Gause threw items around the house, and went to the kitchen and grabbed a

kitchen knife. Gause swung the knife at Stinson two times, cutting Stinson’s

finger with one of her swings. During the fight, Stinson repeatedly told Gause

to leave his house. After the physical fight ended, Gause and Stinson engaged

in a verbal argument before Gause kicked out Stinson’s living room window

and walked out of the house, dropping the knife on the front porch.

After Gause left the house, Stinson called police, and Officer James Goss

(“Officer Goss”) of the McKeesport Police Department arrived at the house.

Upon arriving, Officer Goss observed the broken front window, broken glass

and a black-handled kitchen knife with blood on the blade. Officer Goss also

observed that Stinson had a cut on his finger and obvious swelling on his face.

Gause was located a short time later by another officer less than a block away

from Stinson’s house. Officer Goss thereafter placed Gause under arrest.

Upon arresting Gause, Officer Goss did not observe or note any injuries on

Gause.

Gause was charged with aggravated assault – serious bodily injury,

aggravated assault with a deadly weapon, criminal trespass, simple assault,

recklessly endangering another person, and criminal mischief. 2 Gause

proceeded to a non-jury trial on August 13, 2019, after which she was

2 18 Pa.C.S.A. §§ 2702(a)(1), 2702(a)(4), 2701(a)(1), 3503(a)(1)(i), 2701(a)(1), 2705, 3304(a)(5).

-2- J-A24032-20

convicted of aggravated assault with a deadly weapon, defiant trespass,

simple assault, and criminal mischief, and was found not guilty of aggravated

assault – serious bodily injury, criminal trespass, and recklessly endangering

another person. Immediately after trial, the trial court sentenced Gause to an

aggregate term of five years of probation, during which time she was to have

no contact with Stinson. The trial court also ordered Gause to pay court costs

and restitution to Stinson, and to complete a batterers’ intervention course.

Gause filed a post-sentence Motion, which the trial court denied. Gause

filed a timely Notice of Appeal and a court-ordered Pa.R.A.P. 1925(b) Concise

Statement of matters complained of on appeal.

Gause raises the following issues for our review:

I. Whether the Commonwealth failed to present sufficient evidence to establish beyond a reasonable doubt that [] Gause committed the crime of [a]ggravated [a]ssault with a deadly weapon because the Commonwealth failed to demonstrate that [] Gause attempted to cause or knowingly caused bodily injury to [] Stinson with a deadly weapon?

II. Whether the Commonwealth failed to present sufficient evidence to prove beyond a reasonable doubt that [] Gause’s actions were not undertaken in self-defense?
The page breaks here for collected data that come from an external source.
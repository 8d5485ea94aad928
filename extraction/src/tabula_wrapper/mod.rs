pub mod singlethreaded;

use std::path::PathBuf;

use anyhow::Result;
use serde::Deserialize;

use crate::method::{ExtractionMethod, PageSelection};

/// Required trait for making a single batch extraction call to Tabula for table(s) extraction.
#[cfg_attr(test, mockall::automock)]
pub trait TabulaExtractor {
    fn extract_tables(&self, request: TabulaExtractionRequest) -> Result<JsonTableSet>;
}

/// Single request to a [TabulaExtractor] to batch extract tables from a PDF file.
#[derive(Clone, Debug, Eq, PartialEq)]
pub struct TabulaExtractionRequest {
    pub pdf_path: PathBuf,
    pub password: Option<String>,
    pub pages: PageSelection,
    pub guess: bool,
    pub use_returns: bool,
    pub method: ExtractionMethod,
}

/// A sequence of extracted tables from a PDF file.
#[derive(Debug, Default, Deserialize)]
#[serde(transparent)]
pub struct JsonTableSet(pub Vec<JsonTable>);

/// A single extracted table from a PDF file.
#[allow(dead_code)]
#[derive(Debug, Deserialize)]
pub struct JsonTable {
    pub extraction_method: String,
    pub page_number: i32,
    pub top: f32,
    pub left: f32,
    pub width: f32,
    pub height: f32,
    pub right: f32,
    pub bottom: f32,
    pub data: Vec<JsonRow>,
}

/// A single extracted table row from a PDF file.
#[derive(Debug, Deserialize)]
pub struct JsonRow(pub Vec<JsonCell>);

/// A single extracted table cell from a PDF file.
#[allow(dead_code)]
#[derive(Debug, Deserialize)]
pub struct JsonCell {
    pub top: f32,
    pub left: f32,
    pub width: f32,
    pub height: f32,
    pub text: String,
}
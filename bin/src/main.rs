use std::process::ExitCode;

mod cli;
mod distpaths;

fn main() -> ExitCode {
    cli::run()
}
III. Whether the trial court abused its discretion in denying [] Gause’s post-sentence [M]otion that the verdict be set aside as it was against the weight of the evidence?

Brief for Appellant at 5 (footnote omitted).3

3 We note that, though Gause’s Statement of Questions Involved lists her general sufficiency claim before her self-defense claim, she lists her self-

-3- J-A24032-20

In her first issue, Gause argues that the evidence was insufficient to

support her conviction of aggravated assault with a deadly weapon. Id. at

32-36. Specifically, Gause claims that the Commonwealth failed to establish

that Gause possessed the requisite mens rea to commit the offense, as the

evidence showed only that Gause motioned towards Stinson two times with

the knife, with one of the motions resulting in a cut on Stinson’s finger. Id.

at 32. Accordingly, Gause asserts that the Commonwealth failed to meet its

burden of proving beyond a reasonable doubt that Gause acted either

intentionally or with knowledge when she inflicted the injury on Stinson. Id.

Gause argues that, at most, she recklessly inflicted Stinson’s injuries, as she

was “in a state of panic and agitation after being dragged down a staircase by

her hair[.]” Id. at 34-35.

The standard we apply in reviewing the sufficiency of the evidence is whether viewing all the evidence admitted at trial in the light most favorable to the verdict winner, there is sufficient evidence to enable the fact-finder to find every element of the crime beyond a reasonable doubt. In applying [the above] test, we may not weigh the evidence and substitute our judgment for the fact-finder. In addition, we note that the facts and circumstances established by the Commonwealth need not preclude every possibility of innocence. Any doubts regarding a defendant’s guilt may be resolved by the fact-finder unless the evidence is so weak and inconclusive that as a matter of law no probability of fact may be drawn from the combined circumstances. The Commonwealth may sustain its burden of proving every element of the crime beyond a reasonable doubt by means of wholly circumstantial evidence. Moreover, in applying ____________________________________________

defense claim first in the Argument section of her brief. For ease of disposition, we will address Gause’s claims in the order that they are listed in her Statement of Questions Involved.

-4- J-A24032-20

the above test, the entire record must be evaluated and all evidence actually received must be considered. Finally, the [trier] of fact[,] while passing upon the credibility of witnesses and the weight of the evidence produced, is free to believe all, part or none of the evidence.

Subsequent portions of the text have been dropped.